What’s important is that we have steady and sensible policy about our aviation future.
What’s important is that we work with Qantas and what’s important is that we preserve Australian jobs and keep the national aviation carrier.
What is not needed is the Government building policy on the back of thought bubbles, selective drops to newspapers, creating uncertainty at Christmas time.
It doesn’t matter if you’re an investor or if you’re an employee at Qantas, what you want is certainty. I wish the Government would stop creating uncertainty at the end of its first 100 days and instead provide sensible, well thought out, pro-jobs policies for all Australians.
REPORTER: What about the specific issue of foreign ownership – should Qantas always be majority Australian owned?
BILL SHORTEN: I believe that the Qantas Sale Act does not need to be changed at this point. The only people who would from overseas most likely to purchase an Australian airline would be a foreign airline and many of them are government run. So what we see is a situation where the Government is flying a kite to see something which could lead to the possible ownership of our national aviation carrier by another government and indeed most seriously the possible break up of Qantas services. We have 5000 skilled maintenance workforce , 35,000 who work at Qantas. Qantas is not just another day at the office, and this policy shouldn’t be made on the run.
REPORTER: What should happen because clearly the status quo is unsustainable, something needs to be done?
BILL SHORTEN: Certainly but I understand the company is looking at a range of options. I don’t think the default option of an Australian Government should be to sell off jobs, and businesses without looking at all of the options first.
REPORTER: What about providing a government guarantee?
BILL SHORTEN: To begin with, this is a government challenge. I have said in the past and I reiterate the invitation again at Christmas time to Mr Abbott. Labor is happy to work with the Government to make sure we have competitive aviation policy but we also look to what are the best means of preserving jobs and a national airline carrier.
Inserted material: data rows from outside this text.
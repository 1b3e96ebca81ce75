use tracing::trace;
use crate::protocol::{Packet, Payload};

#[derive(Debug, Clone, PartialEq, Eq)]
pub enum Receipt {
    /// the packet is the direct successor of the last accepted one. `ack` is set if an ACK is
    ///  due for it.
    Accepted { payload: Payload, ack: Option<u64> },
    /// the packet was accepted before, typically as part of a replay
    Duplicate,
    /// there is a gap - the packet is dropped, and the peer is expected to replay after the
    ///  next reconnect
    OutOfOrder { expected: u64 },
}

/// Receiving half of a session: accepts packets strictly in order
pub struct ReceiveTracker {
    last_received: u64,
    ack_interval: u64,
}

impl ReceiveTracker {
    pub fn new(ack_interval: u64) -> ReceiveTracker {
        ReceiveTracker {
            last_received: 0,
            ack_interval,
        }
    }

    pub fn last_received(&self) -> u64 {
        self.last_received
    }

    pub fn on_packet(&mut self, packet: Packet) -> Receipt {
        let expected = self.last_received + 1;

        if packet.sequence < expected {
            trace!("duplicate packet #{}", packet.sequence);
            return Receipt::Duplicate;
        }
        if packet.sequence > expected {
            return Receipt::OutOfOrder { expected };
        }

        self.last_received = packet.sequence;
        let ack = if packet.sequence % self.ack_interval == 0 {
            Some(packet.sequence)
        }
        else {
            None
        };
        Receipt::Accepted { payload: packet.payload, ack }
    }
}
On something as important as aviation policy, we need to be bipartisan and work together, not just simply fly the kite that we should sell the national economic silverware overseas.
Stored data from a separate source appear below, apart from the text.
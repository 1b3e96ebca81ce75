//! A resumable tunnel for byte-stream connections. It carries a TCP-style byte stream from a
//!  user-facing socket through an intermediary link to a remote destination, and survives drops
//!  of that link without losing or duplicating application bytes.
//!
//! ## Roles
//!
//! * The *initiating side* ([`client`]) accepts user connections. For each of them it opens a
//!    transport connection to one of several candidate tunnel servers, presents a random
//!    session identity, and reconnects whenever the transport connection dies.
//! * The *responding side* ([`server`]) accepts transport connections, keeps a registry of
//!    sessions keyed by identity, connects each new session to the destination, and re-binds
//!    an existing session to a new transport connection when the same identity comes back.
//!
//! Both directions of a session are symmetric: every outgoing packet gets a sequence number and
//!  is kept in a replay cache until the peer acknowledges it, and every incoming packet is
//!  accepted only if it is the direct successor of the last accepted one.
//!
//! ## Wire format
//!
//! All numbers are in network byte order (BE).
//!
//! Handshake:
//! ```ascii
//! responder -> initiator: STRING(protocol id)
//! initiator -> responder: STRING(protocol id)
//! initiator -> responder: STRING(identity)
//! ```
//! where `STRING` is a u16 byte length followed by UTF-8 bytes. After the handshake both sides
//!  send a replay request (see below) carrying their last received sequence number.
//!
//! Steady state, repeated in both directions:
//! ```ascii
//! 0: sequence (i64)
//!     * > 0: a sequenced packet, followed by a command and its payload
//!     * <= 0: a replay request - the negated value is the sender's last received sequence,
//!        and the receiver re-sends everything it has cached above that
//!     * i64::MAX: 'unknown session', sent by the responder only
//! 8: command (u8)
//!     * 2 SEND_PACKET: u32 length, followed by that many bytes of application data
//!     * 3 END: no payload - the sender will send no more application data
//!     * 4 ACK: u64 - the highest sequence the sender has accepted
//!     * 5 PING, 6 PONG: no payload
//! ```
//!
//! Command tags 11 and 12 belong to the reverse tunnel protocol and are rejected here.
//!
//! ## Session lifecycle
//!
//! A session ends when both sides have sent END, received END, and seen their own END
//!  acknowledged. Until then, losing the transport connection only detaches it: the initiator
//!  reconnects after a fixed delay, and the responder waits for the initiator to come back.
//!  If the initiator comes back to a responder that does not know its identity although it
//!  claims to have received data before, the responder answers 'unknown session' and the
//!  initiator gives up.

pub mod client;
pub mod config;
pub mod listen_spec;
pub mod net;
pub mod protocol;
mod safe_converter;
pub mod server;
pub mod session;

#[cfg(test)]
pub mod test_util;
#[cfg(test)]
mod end_to_end_tests;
REPORTER: Given what’s happened to Holden this week, do you think it is a very real possibility the same thing could happen at Qantas?
BILL SHORTEN: We saw the Government just surrender on Holden. Holden used to mean a motorcar, now it’s the sign of the Abbott Government selling jobs off overseas.
The Holden decision, in my opinion, was avoidable.
What we’ve got at the moment is a government in Canberra who thinks the world is too hard a place to compete, that Aussie cars or Aussie airlines can’t compete.
What we need in Australia in 2014 is a sensible debate and we need to rule a line in the sand. Australia should have a car manufacturing industry. Australia should have a national airline.
And if the Abbott Government has surrendered on Australia thinking it can compete with the rest of the world, I think they should come clean and tell people. This is not the government they told people they would be before the election. Thanks everyone.
REPORTER: So you would prefer an Australian government to own a bit of Qantas than a foreign government?
BILL SHORTEN: Australia is an island a long way from a lot of other places. We need a national carrier. I don’t doubt that Qantas has got its challenges. We need to make sure we’ve got a competitive aviation industry.
But I don’t believe that the future of Australian aviation involves automatically breaking up the national airline carrier – letting a national airline carrier be sold off and owned by other governments in the world.
And also, it is all about the jobs.
At the end of the day let’s look after the jobs, let’s keep jobs onshore.
We shouldn’t see car engineering jobs going overseas and we shouldn’t see airline maintenance jobs going overseas.
It is now time for the Australian Government to fight for Australian jobs rather than simply say, the world is too hard to compete with and we should just give up and go home. Thanks very much everyone and have a lovely Christmas.